Treadwell, NY, home of the Stagecoach Run Art Festival, is a sleepy little hamlet of fewer than 300 people situated on Delaware County Route 14. It’s less than a half hour from Delhi in one direction, and a half hour from Oneonta in the other. But it’s only “sleepy” on the surface. Treadwell is actually a thriving enclave of artists, writers, musicians, and photographers, with the Treadwell Museum of Fine Art, the Bright Hill Literary Center, and the homes and studios of dozens of artists. On or around the July 4th weekend, many of those studios will be open to the public during the Annual Stagecoach Run Art Festival.

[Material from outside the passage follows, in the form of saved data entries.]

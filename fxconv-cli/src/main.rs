//! fxconv CLI
//!
//! Command-line front-end for the currency converter. Reads the store's
//! values and invokes its mutators; all data-service traffic goes through
//! the store.

use anyhow::Result;
use clap::{Parser, Subcommand};
use console::Style;

use fxconv_client::RatesClient;
use fxconv_store::{AppearanceStore, ConverterStore};
use fxconv_types::CurrencyCode;

const DEFAULT_API_URL: &str = "https://api.frankfurter.app";

#[derive(Parser)]
#[command(name = "fxconv")]
#[command(author, version, about = "Currency converter CLI", long_about = None)]
struct Cli {
    /// Base URL of the currency data service
    #[arg(long, env = "FXCONV_API_URL", default_value = DEFAULT_API_URL)]
    api_url: String,

    /// Style output for dark terminals
    #[arg(long)]
    dark: bool,

    #[command(subcommand)]
    command: Commands,
}

#[derive(Subcommand)]
enum Commands {
    /// List the supported currencies
    Currencies,
    /// Convert an amount between two currencies
    Convert {
        /// Amount in the source currency (digits, at most one decimal point)
        amount: String,
        /// Source currency code
        #[arg(long, default_value = "USD")]
        from: String,
        /// Target currency code
        #[arg(long, default_value = "EUR")]
        to: String,
    },
    /// Show the unit rate between two currencies
    Rate {
        /// Source currency code
        #[arg(long, default_value = "USD")]
        from: String,
        /// Target currency code
        #[arg(long, default_value = "EUR")]
        to: String,
    },
}

fn parse_currency(s: &str) -> Result<CurrencyCode> {
    s.parse()
        .map_err(|_| anyhow::anyhow!("invalid currency code: {}", s))
}

#[tokio::main]
async fn main() -> Result<()> {
    dotenvy::dotenv().ok();

    tracing_subscriber::fmt()
        .with_env_filter(
            tracing_subscriber::EnvFilter::try_from_default_env()
                .unwrap_or_else(|_| "warn".into()),
        )
        .init();

    let cli = Cli::parse();

    let mut appearance = AppearanceStore::default();
    if cli.dark {
        appearance.toggle();
    }

    let client = RatesClient::new(&cli.api_url);
    let mut store = ConverterStore::new(client).await;

    match cli.command {
        Commands::Currencies => {
            if !store.is_ready() {
                println!("✗ currency list unavailable");
                std::process::exit(1);
            }
            for currency in store.currencies() {
                println!("{}", currency);
            }
        }

        Commands::Convert { amount, from, to } => {
            let from = parse_currency(&from)?;
            let to = parse_currency(&to)?;
            if !store.set_amount(amount.as_str()) {
                anyhow::bail!(
                    "invalid amount: {:?} (digits with at most one decimal point)",
                    amount
                );
            }
            store.set_source(from);
            store.set_target(to);
            store.convert().await;
            print_conversion(&store, &appearance);
        }

        Commands::Rate { from, to } => {
            let from = parse_currency(&from)?;
            let to = parse_currency(&to)?;
            store.set_amount("1");
            store.set_source(from);
            store.set_target(to);
            store.convert().await;
            match store.unit_rate() {
                Some(rate) => println!(
                    "1 {} = {} {}",
                    store.source(),
                    accent(&appearance).apply_to(format!("{rate:.4}")),
                    store.target()
                ),
                None => println!("rate not available"),
            }
        }
    }

    Ok(())
}

fn accent(appearance: &AppearanceStore) -> Style {
    if appearance.is_dark_mode() {
        Style::new().green().bright()
    } else {
        Style::new().green()
    }
}

fn print_conversion(store: &ConverterStore<RatesClient>, appearance: &AppearanceStore) {
    let accent = accent(appearance);
    match store.converted_amount() {
        Some(converted) => {
            println!(
                "{} {} = {} {}",
                store.amount_text(),
                store.source(),
                accent.apply_to(format!("{converted:.2}")),
                store.target()
            );
            match store.unit_rate() {
                Some(rate) => println!(
                    "1 {} = {} {}",
                    store.source(),
                    accent.apply_to(format!("{rate:.4}")),
                    store.target()
                ),
                None => println!("rate not available"),
            }
        }
        None => println!("conversion not available"),
    }
}
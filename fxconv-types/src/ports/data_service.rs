//! Currency data service port.
//!
//! This trait defines the interface for remote currency data services.
//! Implementations can be HTTP clients, mock providers, etc.

use crate::domain::CurrencyCode;
use crate::error::ExchangeError;

/// Port trait for the remote currency data service.
#[async_trait::async_trait]
pub trait CurrencyDataService: Send + Sync {
    /// Lists the currency codes the service supports, in service order.
    async fn list_currencies(&self) -> Result<Vec<CurrencyCode>, ExchangeError>;

    /// Converts `amount` from one currency to another, returning the
    /// converted amount in the target currency.
    ///
    /// `amount` is raw user text; the service parses it. Behavior for
    /// `from == to` is service-dependent.
    async fn convert(
        &self,
        amount: &str,
        from: &CurrencyCode,
        to: &CurrencyCode,
    ) -> Result<f64, ExchangeError>;
}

At various times, Treadwell has been called Jug City, East Franklin, and Croton. The Croton House on the other side of Roaring Brook Creek was in the past an inn and an ice cream shop.
Today it is apartments, and the portico furnishes space for artists to set up a pottery display and paintings during the Festival.Across the street is the Odd Fellows Lodge, now the studio of Joseph Kurhajec who sometimes spends summers in Treadwell and winters in Paris and the Yucatan. Down Church Street is The Bright Hill Literary Center, where children can sign up for classes. Locals can use the library’s computers, and guest poets read their work twice monthly. The Methodist Church next to the Literary Center is a fine example of early architecture.
Hermon and Minor Treadwell were both carpenters and built many of the first residences of the village. The name “Jug City” may possibly be attributed to his custom of filling a 3-gallon jug of liquor regularly every morning from the distillery near the village (see artist’s recreation to the left, ©2013 Steve Monosson).
Minor Treadwell served as the first postmaster of the village, holding that office for 15 years, beginning in 1824. In later years he made fanning mills, a machine for winnowing grain by the action of riddles and sieves and an air blast (see image). The resourceful Minor manufactured his mills in a shop adjoining his home across the brook from the Methodist Church. Most of the homes along the main road were built in the nineteenth century and the architecture is fantastic.
So that’s a little background on Treadwell. For some modern day goings-on, we hope to see you at this year’s Stagecoach Run.